I: Okay, and what about you?
We talked for ten minutes and I was tired.
I: Okay, let’s get closer to the matter, how much is the hour?
Let’s talk at home!! He throws the phone.
I am not bad :)
Chat in Belarus:
XX: Our children are born patriots immediately. Give a child at 1 year 8 months a bulletin - he will immediately put the right bird!

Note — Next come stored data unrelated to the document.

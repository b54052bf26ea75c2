#[cfg(test)]
mod tests {
    use crate::address_book::{AddressCategory, AddressEntry, InMemoryAddressBook};
    use crate::config::ValueMachineConfig;
    use crate::errors::LedgerError;
    use crate::events::Event;
    use crate::ledger::{ChunkLedger, LedgerSnapshot};
    use crate::transactions::TransferCategory;
    use chrono::{DateTime, TimeZone, Utc};
    use rust_decimal::Decimal;
    use rust_decimal_macros::dec;

    const ALICE: &str = "0x1111111111111111111111111111111111111111";
    const BOB: &str = "0x2222222222222222222222222222222222222222";
    const STRANGER: &str = "0x9999999999999999999999999999999999999999";

    fn address_book() -> InMemoryAddressBook {
        InMemoryAddressBook::new(vec![
            AddressEntry::new(ALICE, AddressCategory::SelfOwned, "alice"),
            AddressEntry::new(BOB, AddressCategory::SelfOwned, "bob"),
        ])
    }

    fn day(d: u32) -> DateTime<Utc> {
        Utc.with_ymd_and_hms(2020, 1, d, 0, 0, 0).unwrap()
    }

    fn deposit(ledger: &mut ChunkLedger, account: &str, asset: &str, quantity: Decimal, date: DateTime<Utc>) {
        let chunk = ledger.mint_chunk(asset, quantity, date, vec![]);
        ledger.put_chunk(chunk, account);
    }

    fn quantities(ledger: &ChunkLedger, account: &str) -> Vec<Decimal> {
        ledger.snapshot().accounts[account].iter().map(|c| c.quantity).collect()
    }

    #[test]
    fn test_partial_withdrawal_keeps_receive_date() {
        let book = address_book();
        let config = ValueMachineConfig::default();
        let mut ledger = ChunkLedger::new(&LedgerSnapshot::new(), &book, &config);
        let mut events = Vec::new();

        deposit(&mut ledger, ALICE, "TEST", dec!(100), day(1));
        let chunks = ledger.get_chunks(ALICE, "TEST", dec!(3.14), day(2), &mut events);

        assert_eq!(chunks.len(), 1);
        assert_eq!(chunks[0].quantity, dec!(3.14));
        assert_eq!(chunks[0].receive_date, day(1));
        assert_eq!(ledger.get_balance(ALICE, "TEST"), dec!(96.86));
        assert!(events.is_empty());
    }

    #[test]
    fn test_withdrawal_is_fifo() {
        let book = address_book();
        let config = ValueMachineConfig::default();
        let mut ledger = ChunkLedger::new(&LedgerSnapshot::new(), &book, &config);
        let mut events = Vec::new();

        deposit(&mut ledger, ALICE, "TEST", dec!(3), day(1));
        deposit(&mut ledger, ALICE, "TEST", dec!(5), day(2));
        deposit(&mut ledger, ALICE, "TEST", dec!(2), day(3));

        let chunks = ledger.get_chunks(ALICE, "TEST", dec!(5), day(4), &mut events);
        let taken: Vec<Decimal> = chunks.iter().map(|c| c.quantity).collect();
        assert_eq!(taken, vec![dec!(3), dec!(2)]);
        assert_eq!(chunks[0].index, 0);
        assert_eq!(chunks[1].receive_date, day(2));
        assert_eq!(quantities(&ledger, ALICE), vec![dec!(3), dec!(2)]);
        assert_eq!(ledger.snapshot().accounts[ALICE][0].index, 1);
    }

    #[test]
    fn test_split_gives_taken_piece_a_fresh_index() {
        let book = address_book();
        let config = ValueMachineConfig::default();
        let mut ledger = ChunkLedger::new(&LedgerSnapshot::new(), &book, &config);
        let mut events = Vec::new();

        deposit(&mut ledger, ALICE, "TEST", dec!(3), day(1));
        deposit(&mut ledger, ALICE, "TEST", dec!(5), day(2));
        deposit(&mut ledger, ALICE, "TEST", dec!(2), day(3));

        let chunks = ledger.get_chunks(ALICE, "TEST", dec!(4), day(4), &mut events);
        let taken: Vec<Decimal> = chunks.iter().map(|c| c.quantity).collect();
        assert_eq!(taken, vec![dec!(3), dec!(1)]);
        assert_eq!(chunks[1].index, 3);
        assert_eq!(quantities(&ledger, ALICE), vec![dec!(4), dec!(2)]);
    }

    #[test]
    fn test_shortfall_creates_debt() {
        let book = address_book();
        let config = ValueMachineConfig::default();
        let mut ledger = ChunkLedger::new(&LedgerSnapshot::new(), &book, &config);
        let mut events = Vec::new();

        deposit(&mut ledger, ALICE, "ETH", dec!(0.5), day(1));
        let chunks = ledger.get_chunks(ALICE, "ETH", dec!(2), day(2), &mut events);

        let taken: Vec<Decimal> = chunks.iter().map(|c| c.quantity).collect();
        assert_eq!(taken, vec![dec!(0.5), dec!(1.5)]);
        assert_eq!(quantities(&ledger, ALICE), vec![dec!(-1.5)]);
        assert_eq!(ledger.get_balance(ALICE, "ETH"), dec!(-1.5));
    }

    #[test]
    fn test_withdrawing_from_debt_adds_more_debt() {
        let book = address_book();
        let config = ValueMachineConfig::default();
        let mut ledger = ChunkLedger::new(&LedgerSnapshot::new(), &book, &config);
        let mut events = Vec::new();

        ledger.get_chunks(ALICE, "ETH", dec!(1), day(1), &mut events);
        ledger.get_chunks(ALICE, "ETH", dec!(2), day(2), &mut events);
        assert_eq!(quantities(&ledger, ALICE), vec![dec!(-1), dec!(-2)]);
        assert_eq!(ledger.get_balance(ALICE, "ETH"), dec!(-3));
    }

    #[test]
    fn test_small_deposit_shrinks_debt() {
        let book = address_book();
        let config = ValueMachineConfig::default();
        let mut ledger = ChunkLedger::new(&LedgerSnapshot::new(), &book, &config);
        let mut events = Vec::new();

        ledger.get_chunks(ALICE, "ETH", dec!(1), day(1), &mut events);
        deposit(&mut ledger, ALICE, "ETH", dec!(0.4), day(2));

        assert_eq!(quantities(&ledger, ALICE), vec![dec!(-0.6)]);
        assert!(ledger.snapshot().history.is_empty());
    }

    #[test]
    fn test_exact_deposit_clears_debt() {
        let book = address_book();
        let config = ValueMachineConfig::default();
        let mut ledger = ChunkLedger::new(&LedgerSnapshot::new(), &book, &config);
        let mut events = Vec::new();

        ledger.get_chunks(ALICE, "ETH", dec!(1), day(1), &mut events);
        ledger.set_date(day(2));
        deposit(&mut ledger, ALICE, "ETH", dec!(1), day(2));

        assert!(quantities(&ledger, ALICE).is_empty());
        let archived = &ledger.snapshot().history;
        assert_eq!(archived.len(), 1);
        assert_eq!(archived[0].quantity, dec!(-1));
        assert_eq!(archived[0].dispose_date, Some(day(2)));
    }

    #[test]
    fn test_large_deposit_leaves_credit() {
        let book = address_book();
        let config = ValueMachineConfig::default();
        let mut ledger = ChunkLedger::new(&LedgerSnapshot::new(), &book, &config);
        let mut events = Vec::new();

        ledger.get_chunks(ALICE, "ETH", dec!(1), day(1), &mut events);
        ledger.get_chunks(ALICE, "ETH", dec!(2), day(1), &mut events);
        deposit(&mut ledger, ALICE, "ETH", dec!(1.5), day(2));
        assert_eq!(quantities(&ledger, ALICE), vec![dec!(-1.5)]);

        deposit(&mut ledger, ALICE, "ETH", dec!(2), day(3));
        assert_eq!(quantities(&ledger, ALICE), vec![dec!(0.5)]);
        assert_eq!(ledger.snapshot().accounts[ALICE][0].receive_date, day(3));
        assert_eq!(ledger.snapshot().history.len(), 2);
    }

    #[test]
    fn test_opaque_interest_bearer_accrues_instead_of_borrowing() {
        let book = address_book();
        let config = ValueMachineConfig::default();
        let mut ledger = ChunkLedger::new(&LedgerSnapshot::new(), &book, &config);
        let mut events = Vec::new();
        let dsr = format!("Maker-DSR-{}", ALICE);

        ledger.create_account(&dsr);
        deposit(&mut ledger, &dsr, "DAI", dec!(100), day(1));
        let chunks = ledger.get_chunks(&dsr, "DAI", dec!(101.5), day(30), &mut events);

        assert_eq!(chunks.iter().map(|c| c.quantity).sum::<Decimal>(), dec!(101.5));
        assert!(quantities(&ledger, &dsr).is_empty());
        assert_eq!(events.len(), 1);
        match &events[0] {
            Event::Transfer {
                category,
                quantity,
                from,
                to,
                new_balances,
                ..
            } => {
                assert_eq!(*category, TransferCategory::Income);
                assert_eq!(*quantity, dec!(1.5));
                assert_eq!(from, "Maker-DSR");
                assert_eq!(to, &dsr);
                assert_eq!(new_balances[&dsr]["DAI"], dec!(101.5));
            }
            other => panic!("Expected interest income, got {:?}", other),
        }
    }

    #[test]
    fn test_try_get_chunks_refuses_to_borrow() {
        let book = address_book();
        let config = ValueMachineConfig::default();
        let mut ledger = ChunkLedger::new(&LedgerSnapshot::new(), &book, &config);
        let mut events = Vec::new();

        deposit(&mut ledger, ALICE, "ETH", dec!(1), day(1));
        let result = ledger.try_get_chunks(ALICE, "ETH", dec!(1.5), day(2), &mut events);
        match result {
            Err(LedgerError::InsufficientInventory {
                requested, available, ..
            }) => {
                assert_eq!(requested, dec!(1.5));
                assert_eq!(available, dec!(1));
            }
            other => panic!("Expected InsufficientInventory, got {:?}", other),
        }
        assert_eq!(ledger.get_balance(ALICE, "ETH"), dec!(1));

        let ok = ledger.try_get_chunks(ALICE, "ETH", dec!(1), day(2), &mut events).unwrap();
        assert_eq!(ok.len(), 1);
    }

    #[test]
    fn test_untracked_accounts() {
        let book = address_book();
        let config = ValueMachineConfig::default();
        let mut ledger = ChunkLedger::new(&LedgerSnapshot::new(), &book, &config);
        let mut events = Vec::new();
        ledger.set_date(day(5));

        let chunks = ledger.get_chunks(STRANGER, "ETH", dec!(2), day(5), &mut events);
        assert_eq!(chunks.len(), 1);
        assert_eq!(chunks[0].quantity, dec!(2));
        assert!(!ledger.is_tracked(STRANGER));

        ledger.put_chunk(chunks[0].clone(), STRANGER);
        assert_eq!(ledger.snapshot().history.len(), 1);
        assert_eq!(ledger.snapshot().history[0].dispose_date, Some(day(5)));
        assert!(ledger.get_accounts().is_empty());
    }

    #[test]
    fn test_secure_chunk_traces_sources() {
        let book = address_book();
        let config = ValueMachineConfig::default();
        let mut ledger = ChunkLedger::new(&LedgerSnapshot::new(), &book, &config);
        let mut events = Vec::new();

        deposit(&mut ledger, ALICE, "ETH", dec!(1), day(1));
        let spent = ledger.get_chunks(ALICE, "ETH", dec!(1), day(2), &mut events);
        let spent_index = spent[0].index;
        ledger.dispose_chunk(spent[0].clone());

        let bought = ledger.mint_chunk("UNI", dec!(50), day(2), vec![spent_index]);
        let bought_index = bought.index;
        ledger.put_chunk(bought, ALICE);
        ledger.mark_unsecured(ALICE, &[bought_index]);
        assert!(ledger.get_chunk(bought_index).unwrap().unsecured);

        let held = ledger.get_chunk(bought_index).unwrap().clone();
        let provenance = ledger.secure_chunk(&held);
        let traced: Vec<u64> = provenance.iter().map(|c| c.index).collect();
        assert_eq!(traced, vec![bought_index, spent_index]);
        assert!(!ledger.get_chunk(bought_index).unwrap().unsecured);
    }

    #[test]
    fn test_balances_and_net_worth() {
        let book = address_book();
        let config = ValueMachineConfig::default();
        let mut ledger = ChunkLedger::new(&LedgerSnapshot::new(), &book, &config);
        let mut events = Vec::new();

        deposit(&mut ledger, ALICE, "ETH", dec!(2), day(1));
        deposit(&mut ledger, ALICE, "DAI", dec!(100), day(1));
        ledger.get_chunks(BOB, "ETH", dec!(0.5), day(2), &mut events);

        let all = ledger.get_all_balances();
        assert_eq!(all[ALICE]["ETH"], dec!(2));
        assert_eq!(all[BOB]["ETH"], dec!(-0.5));

        let net = ledger.get_net_worth();
        assert_eq!(net["ETH"], dec!(1.5));
        assert_eq!(net["DAI"], dec!(100));

        let some = ledger.get_balances_of(&[ALICE, STRANGER], &["ETH"]);
        assert_eq!(some.len(), 1);
        assert_eq!(some[ALICE].len(), 1);
    }

    #[test]
    fn test_session_does_not_touch_source_snapshot() {
        let book = address_book();
        let config = ValueMachineConfig::default();
        let original = LedgerSnapshot::new();
        let mut ledger = ChunkLedger::new(&original, &book, &config);

        deposit(&mut ledger, ALICE, "ETH", dec!(1), day(1));
        ledger.touch(day(1));
        let updated = ledger.into_snapshot();

        assert!(original.accounts.is_empty());
        assert_eq!(updated.last_updated, day(1));
        assert_eq!(updated.next_chunk_index, 1);
        assert!(updated.validate().is_ok());
    }
}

YYY: No in 1 and 8, but in 1 and 6 maximum. You need to be more conscious, more conscious.
There are legends that especially patriotic children are born immediately with characteristic thighs.
Even the girls...
In time, programmers develop the habit of avoiding ambiguities at all costs, which brings a light shade of absurdity to their speech.
Dialogue at work:
Q: Sergey, do you not fear that this device will fall and crush your fingers?
Yyy: Yes, I am not afraid; No, I am not afraid.
The Lexus...
An employee of the Russian Post fell from the window of the seventh floor and fell two weeks later. and (- :
I like to share.
22 Jan at 22:49
smoke
He lost valuable things.
My mother is a very economical creature. Once she told her that the note was heating, I would have to buy a setup. Answer: "And you put it on a hot tub with cold water, and you cool the laptop, and boil the water - then you can wash the dishes."
have read? Remember to! Pellets, soup and tea.
You can post this hernia on every page of the plizz, or I read it an hour and a half before your post.